** Data to examine **
——————————
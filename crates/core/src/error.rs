//! Domain error model.

use thiserror::Error;

/// Result type used across the domain layer.
pub type DomainResult<T> = Result<T, DomainError>;

/// Domain-level error.
///
/// Keep this focused on deterministic input failures (validation, malformed
/// identifiers). Storage and transport concerns belong elsewhere.
#[derive(Debug, Error, Clone, PartialEq, Eq)]
pub enum DomainError {
    /// A value failed validation (e.g. missing or mistyped field).
    #[error("validation failed: {0}")]
    Validation(String),

    /// An identifier was invalid (e.g. not 24 hex characters).
    #[error("invalid identifier: {0}")]
    InvalidId(String),
}

impl DomainError {
    pub fn validation(msg: impl Into<String>) -> Self {
        Self::Validation(msg.into())
    }

    pub fn invalid_id(msg: impl Into<String>) -> Self {
        Self::InvalidId(msg.into())
    }
}
//! Registrations: a user's enrollment in an event.

use chrono::{DateTime, Utc};
use serde::{Deserialize, Serialize};
use serde_json::Value;

use crate::Attributes;
use crate::error::{DomainError, DomainResult};
use crate::fields;
use crate::id::DocumentId;
use crate::search::TitleSearch;

/// Keys a client may never change after creation.
const IMMUTABLE: &[&str] = &["_id", "eventId", "marathonId", "createdAt"];

#[derive(Debug, Clone, PartialEq, Serialize, Deserialize)]
#[serde(rename_all = "camelCase")]
pub struct Registration {
    #[serde(rename = "_id")]
    pub id: DocumentId,
    pub event_id: DocumentId,
    pub user_email: String,
    /// Copy of the parent event's title, kept for search.
    pub event_title: String,
    pub created_at: DateTime<Utc>,
    #[serde(flatten)]
    pub attributes: Attributes,
}

/// A validated create request.
///
/// `event_title` is filled from the parent event when the client omits it.
#[derive(Debug, Clone, PartialEq)]
pub struct RegistrationDraft {
    pub event_id: DocumentId,
    pub user_email: Option<String>,
    pub event_title: Option<String>,
    pub attributes: Attributes,
}

impl RegistrationDraft {
    /// Parse a client document. The parent reference may be sent as
    /// `eventId` or `marathonId`.
    pub fn from_json(value: Value) -> DomainResult<Self> {
        let mut map = fields::into_object(value, "registration")?;
        map.remove("_id");
        map.remove("createdAt");

        let event_id = fields::take_id(&mut map, "eventId")?;
        let marathon_id = fields::take_id(&mut map, "marathonId")?;
        let event_id = event_id
            .or(marathon_id)
            .ok_or_else(|| DomainError::validation("eventId is required"))?;

        Ok(Self {
            event_id,
            user_email: fields::take_non_empty(&mut map, "userEmail")?,
            event_title: fields::take_string(&mut map, "eventTitle")?,
            attributes: map,
        })
    }

    pub fn into_registration(
        self,
        id: DocumentId,
        caller_email: &str,
        parent_title: &str,
        now: DateTime<Utc>,
    ) -> Registration {
        Registration {
            id,
            event_id: self.event_id,
            user_email: self.user_email.unwrap_or_else(|| caller_email.to_string()),
            event_title: self.event_title.unwrap_or_else(|| parent_title.to_string()),
            created_at: now,
            attributes: self.attributes,
        }
    }
}

/// A partial update. The parent link and identifier are immutable.
#[derive(Debug, Clone, Default, PartialEq)]
pub struct RegistrationPatch {
    pub user_email: Option<String>,
    pub event_title: Option<String>,
    pub attributes: Attributes,
}

impl RegistrationPatch {
    pub fn from_json(value: Value) -> DomainResult<Self> {
        let mut map = fields::into_object(value, "registration update")?;
        fields::strip(&mut map, IMMUTABLE);

        Ok(Self {
            user_email: fields::take_non_empty(&mut map, "userEmail")?,
            event_title: fields::take_string(&mut map, "eventTitle")?,
            attributes: map,
        })
    }

    pub fn is_empty(&self) -> bool {
        self.user_email.is_none() && self.event_title.is_none() && self.attributes.is_empty()
    }

    /// Apply to `registration`, returning whether anything changed.
    pub fn apply(&self, registration: &mut Registration) -> bool {
        let mut modified = false;

        if let Some(email) = &self.user_email {
            modified |= registration.user_email != *email;
            registration.user_email.clone_from(email);
        }
        if let Some(title) = &self.event_title {
            modified |= registration.event_title != *title;
            registration.event_title.clone_from(title);
        }
        for (key, value) in &self.attributes {
            if registration.attributes.get(key) != Some(value) {
                registration.attributes.insert(key.clone(), value.clone());
                modified = true;
            }
        }

        modified
    }
}

/// Registration listing filter. All present criteria must match.
#[derive(Debug, Clone, Default, PartialEq)]
pub struct RegistrationFilter {
    pub user_email: Option<String>,
    pub event_id: Option<DocumentId>,
    pub title: Option<TitleSearch>,
}

impl RegistrationFilter {
    pub fn matches(&self, registration: &Registration) -> bool {
        self.user_email
            .as_deref()
            .is_none_or(|email| registration.user_email.eq_ignore_ascii_case(email))
            && self.event_id.is_none_or(|id| registration.event_id == id)
            && self
                .title
                .as_ref()
                .is_none_or(|search| search.matches(&registration.event_title))
    }
}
——————————
** Your goal **
Write down every record shown above precisely.

** Reply **
filename crates/core/src/error.rs
//! Domain error model.

use thiserror::Error;

/// Result type used across the domain layer.
pub type DomainResult<T> = Result<T, DomainError>;

/// Domain-level error.
///
/// Keep this focused on deterministic input failures (validation, malformed
/// identifiers). Storage and transport concerns belong elsewhere.
#[derive(Debug, Error, Clone, PartialEq, Eq)]
pub enum DomainError {
    /// A value failed validation (e.g. missing or mistyped field).
    #[error("validation failed: {0}")]
    Validation(String),

    /// An identifier was invalid (e.g. not 24 hex characters).
    #[error("invalid identifier: {0}")]
    InvalidId(String),
}

impl DomainError {
    pub fn validation(msg: impl Into<String>) -> Self {
        Self::Validation(msg.into())
    }

    pub fn invalid_id(msg: impl Into<String>) -> Self {
        Self::InvalidId(msg.into())
    }
}
//! Registrations: a user's enrollment in an event.

use chrono::{DateTime, Utc};
use serde::{Deserialize, Serialize};
use serde_json::Value;

use crate::Attributes;
use crate::error::{DomainError, DomainResult};
use crate::fields;
use crate::id::DocumentId;
use crate::search::TitleSearch;

/// Keys a client may never change after creation.
const IMMUTABLE: &[&str] = &["_id", "eventId", "marathonId", "createdAt"];

#[derive(Debug, Clone, PartialEq, Serialize, Deserialize)]
#[serde(rename_all = "camelCase")]
pub struct Registration {
    #[serde(rename = "_id")]
    pub id: DocumentId,
    pub event_id: DocumentId,
    pub user_email: String,
    /// Copy of the parent event's title, kept for search.
    pub event_title: String,
    pub created_at: DateTime<Utc>,
    #[serde(flatten)]
    pub attributes: Attributes,
}

/// A validated create request.
///
/// `event_title` is filled from the parent event when the client omits it.
#[derive(Debug, Clone, PartialEq)]
pub struct RegistrationDraft {
    pub event_id: DocumentId,
    pub user_email: Option<String>,
    pub event_title: Option<String>,
    pub attributes: Attributes,
}

impl RegistrationDraft {
    /// Parse a client document. The parent reference may be sent as
    /// `eventId` or `marathonId`.
    pub fn from_json(value: Value) -> DomainResult<Self> {
        let mut map = fields::into_object(value, "registration")?;
        map.remove("_id");
        map.remove("createdAt");

        let event_id = fields::take_id(&mut map, "eventId")?;
        let marathon_id = fields::take_id(&mut map, "marathonId")?;
        let event_id = event_id
            .or(marathon_id)
            .ok_or_else(|| DomainError::validation("eventId is required"))?;

        Ok(Self {
            event_id,
            user_email: fields::take_non_empty(&mut map, "userEmail")?,
            event_title: fields::take_string(&mut map, "eventTitle")?,
            attributes: map,
        })
    }

    pub fn into_registration(
        self,
        id: DocumentId,
        caller_email: &str,
        parent_title: &str,
        now: DateTime<Utc>,
    ) -> Registration {
        Registration {
            id,
            event_id: self.event_id,
            user_email: self.user_email.unwrap_or_else(|| caller_email.to_string()),
            event_title: self.event_title.unwrap_or_else(|| parent_title.to_string()),
            created_at: now,
            attributes: self.attributes,
        }
    }
}

/// A partial update. The parent link and identifier are immutable.
#[derive(Debug, Clone, Default, PartialEq)]
pub struct RegistrationPatch {
    pub user_email: Option<String>,
    pub event_title: Option<String>,
    pub attributes: Attributes,
}

impl RegistrationPatch {
    pub fn from_json(value: Value) -> DomainResult<Self> {
        let mut map = fields::into_object(value, "registration update")?;
        fields::strip(&mut map, IMMUTABLE);

        Ok(Self {
            user_email: fields::take_non_empty(&mut map, "userEmail")?,
            event_title: fields::take_string(&mut map, "eventTitle")?,
            attributes: map,
        })
    }

    pub fn is_empty(&self) -> bool {
        self.user_email.is_none() && self.event_title.is_none() && self.attributes.is_empty()
    }

    /// Apply to `registration`, returning whether anything changed.
    pub fn apply(&self, registration: &mut Registration) -> bool {
        let mut modified = false;

        if let Some(email) = &self.user_email {
            modified |= registration.user_email != *email;
            registration.user_email.clone_from(email);
        }
        if let Some(title) = &self.event_title {
            modified |= registration.event_title != *title;
            registration.event_title.clone_from(title);
        }
        for (key, value) in &self.attributes {
            if registration.attributes.get(key) != Some(value) {
                registration.attributes.insert(key.clone(), value.clone());
                modified = true;
            }
        }

        modified
    }
}

/// Registration listing filter. All present criteria must match.
#[derive(Debug, Clone, Default, PartialEq)]
pub struct RegistrationFilter {
    pub user_email: Option<String>,
    pub event_id: Option<DocumentId>,
    pub title: Option<TitleSearch>,
}

impl RegistrationFilter {
    pub fn matches(&self, registration: &Registration) -> bool {
        self.user_email
            .as_deref()
            .is_none_or(|email| registration.user_email.eq_ignore_ascii_case(email))
            && self.event_id.is_none_or(|id| registration.event_id == id)
            && self
                .title
                .as_ref()
                .is_none_or(|search| search.matches(&registration.event_title))
    }
}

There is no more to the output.